- [DATA SECTION]
----

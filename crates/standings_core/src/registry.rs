//! Per-tournament store of teams.
//!
//! A [`Registry`] is an explicit handle: construct one per tournament, feed it
//! matches, and either drop it or [`clear`](Registry::clear) it before the
//! next tournament. It is not shared between threads.

use std::collections::HashMap;
use tracing::{debug, warn};

use crate::processor::{self, MatchReport};
use crate::team::Team;
use crate::thresholds::SportLines;
use crate::types::TeamId;

#[derive(Debug, Clone)]
pub struct Registry {
    lines: SportLines,
    /// Teams in registration order; `TeamId` indexes this
    teams: Vec<Team>,
    by_name: HashMap<String, TeamId>,
}

impl Registry {
    /// Create an empty registry for a sport with the given lines
    pub fn new(lines: SportLines) -> Self {
        Self {
            lines,
            teams: Vec::new(),
            by_name: HashMap::new(),
        }
    }

    pub fn lines(&self) -> &SportLines {
        &self.lines
    }

    /// Register a team, returning its id. Registering a known name is a no-op.
    pub fn add_team(&mut self, name: &str) -> TeamId {
        if let Some(&id) = self.by_name.get(name) {
            return id;
        }
        let id = self.teams.len();
        self.teams.push(Team::new(name));
        self.by_name.insert(name.to_string(), id);
        id
    }

    pub fn get_team(&self, name: &str) -> Option<&Team> {
        self.by_name.get(name).map(|&id| &self.teams[id])
    }

    pub fn team_id(&self, name: &str) -> Option<TeamId> {
        self.by_name.get(name).copied()
    }

    pub fn team(&self, id: TeamId) -> &Team {
        &self.teams[id]
    }

    pub fn team_mut(&mut self, id: TeamId) -> &mut Team {
        &mut self.teams[id]
    }

    /// All teams in registration order
    pub fn teams(&self) -> &[Team] {
        &self.teams
    }

    pub fn teams_mut(&mut self) -> &mut [Team] {
        &mut self.teams
    }

    pub fn len(&self) -> usize {
        self.teams.len()
    }

    pub fn is_empty(&self) -> bool {
        self.teams.is_empty()
    }

    /// Ids of teams with a non-empty filtered view, in registration order
    pub fn filtered_population(&self) -> Vec<TeamId> {
        self.teams
            .iter()
            .enumerate()
            .filter(|(_, t)| t.has_filtered_matches())
            .map(|(id, _)| id)
            .collect()
    }

    /// Apply a finished match.
    ///
    /// Returns `false` without touching any team when either side was never
    /// registered.
    pub fn add_match(&mut self, report: &MatchReport) -> bool {
        let (home, away) = match (
            self.team_id(&report.home_team),
            self.team_id(&report.away_team),
        ) {
            (Some(home), Some(away)) => (home, away),
            (home, away) => {
                warn!(
                    match_id = report.match_id,
                    home = %report.home_team,
                    away = %report.away_team,
                    home_known = home.is_some(),
                    away_known = away.is_some(),
                    "Skipping match with unregistered team"
                );
                return false;
            }
        };

        debug!(
            match_id = report.match_id,
            "Applying {} {}:{} {}",
            report.home_team,
            report.home_goals,
            report.away_goals,
            report.away_team
        );
        processor::play(&mut self.teams, home, away, report, &self.lines);
        true
    }

    /// Drop every team. Ids handed out before are no longer valid.
    pub fn clear(&mut self) {
        self.teams.clear();
        self.by_name.clear();
    }
}

#[cfg(test)]
#[path = "registry_tests.rs"]
mod registry_tests;
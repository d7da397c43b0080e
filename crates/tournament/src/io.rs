//! Where tournaments come from and where their results go

use std::path::{Path, PathBuf};
use std::sync::{Mutex, PoisonError};
use tracing::{debug, info};

use crate::error::Result;
use crate::pipeline::{TournamentInput, TournamentOutput};

/// Supplies the tournaments to process
pub trait MatchSource {
    fn tournaments(&self) -> Result<Vec<TournamentInput>>;
}

/// Receives finished tournaments. Shared between worker threads.
pub trait StandingsSink: Send + Sync {
    fn save(&self, output: &TournamentOutput) -> Result<()>;
}

/// A JSON document holding a list of tournaments
#[derive(Debug, Clone)]
pub struct JsonFileSource {
    path: PathBuf,
}

impl JsonFileSource {
    pub fn new(path: impl Into<PathBuf>) -> Self {
        Self { path: path.into() }
    }

    pub fn path(&self) -> &Path {
        &self.path
    }
}

impl MatchSource for JsonFileSource {
    fn tournaments(&self) -> Result<Vec<TournamentInput>> {
        let contents = std::fs::read_to_string(&self.path)?;
        let tournaments: Vec<TournamentInput> = serde_json::from_str(&contents)?;
        info!(
            path = %self.path.display(),
            tournaments = tournaments.len(),
            "Loaded tournaments"
        );
        Ok(tournaments)
    }
}

/// Writes one pretty-printed JSON file per tournament into a directory
#[derive(Debug, Clone)]
pub struct JsonDirSink {
    dir: PathBuf,
}

impl JsonDirSink {
    pub fn new(dir: impl Into<PathBuf>) -> Self {
        Self { dir: dir.into() }
    }

    /// File a tournament's output is written to
    pub fn path_for(&self, tournament_id: i64) -> PathBuf {
        self.dir.join(format!("tournament_{}.json", tournament_id))
    }

    /// Read back a previously saved tournament
    pub fn load(&self, tournament_id: i64) -> Result<TournamentOutput> {
        let contents = std::fs::read_to_string(self.path_for(tournament_id))?;
        Ok(serde_json::from_str(&contents)?)
    }
}

impl StandingsSink for JsonDirSink {
    fn save(&self, output: &TournamentOutput) -> Result<()> {
        std::fs::create_dir_all(&self.dir)?;
        let path = self.path_for(output.tournament_id);
        let json = serde_json::to_string_pretty(output)?;
        std::fs::write(&path, json)?;
        debug!(path = %path.display(), "Saved tournament");
        Ok(())
    }
}

/// Keeps outputs in memory
#[derive(Debug, Default)]
pub struct MemorySink {
    outputs: Mutex<Vec<TournamentOutput>>,
}

impl MemorySink {
    pub fn new() -> Self {
        Self::default()
    }

    /// Saved outputs, ordered by tournament id
    pub fn outputs(&self) -> Vec<TournamentOutput> {
        let mut outputs = self
            .outputs
            .lock()
            .unwrap_or_else(PoisonError::into_inner)
            .clone();
        outputs.sort_by_key(|o| o.tournament_id);
        outputs
    }

    pub fn len(&self) -> usize {
        self.outputs
            .lock()
            .unwrap_or_else(PoisonError::into_inner)
            .len()
    }

    pub fn is_empty(&self) -> bool {
        self.len() == 0
    }
}

impl StandingsSink for MemorySink {
    fn save(&self, output: &TournamentOutput) -> Result<()> {
        self.outputs
            .lock()
            .unwrap_or_else(PoisonError::into_inner)
            .push(output.clone());
        Ok(())
    }
}

#[cfg(test)]
#[path = "io_tests.rs"]
mod io_tests;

----

- [REQUIREMENT]
All lines in the data above from the one with "is written to" through the one with "let json = serde_json::to_string_pretty(output)?;" must be repeated exactly, and no others.

- [SOLUTION]
    /// File a tournament's output is written to
    pub fn path_for(&self, tournament_id: i64) -> PathBuf {
        self.dir.join(format!("tournament_{}.json", tournament_id))
    }

    /// Read back a previously saved tournament
    pub fn load(&self, tournament_id: i64) -> Result<TournamentOutput> {
        let contents = std::fs::read_to_string(self.path_for(tournament_id))?;
        Ok(serde_json::from_str(&contents)?)
    }
}

impl StandingsSink for JsonDirSink {
    fn save(&self, output: &TournamentOutput) -> Result<()> {
        std::fs::create_dir_all(&self.dir)?;
        let path = self.path_for(output.tournament_id);
        let json = serde_json::to_string_pretty(output)?;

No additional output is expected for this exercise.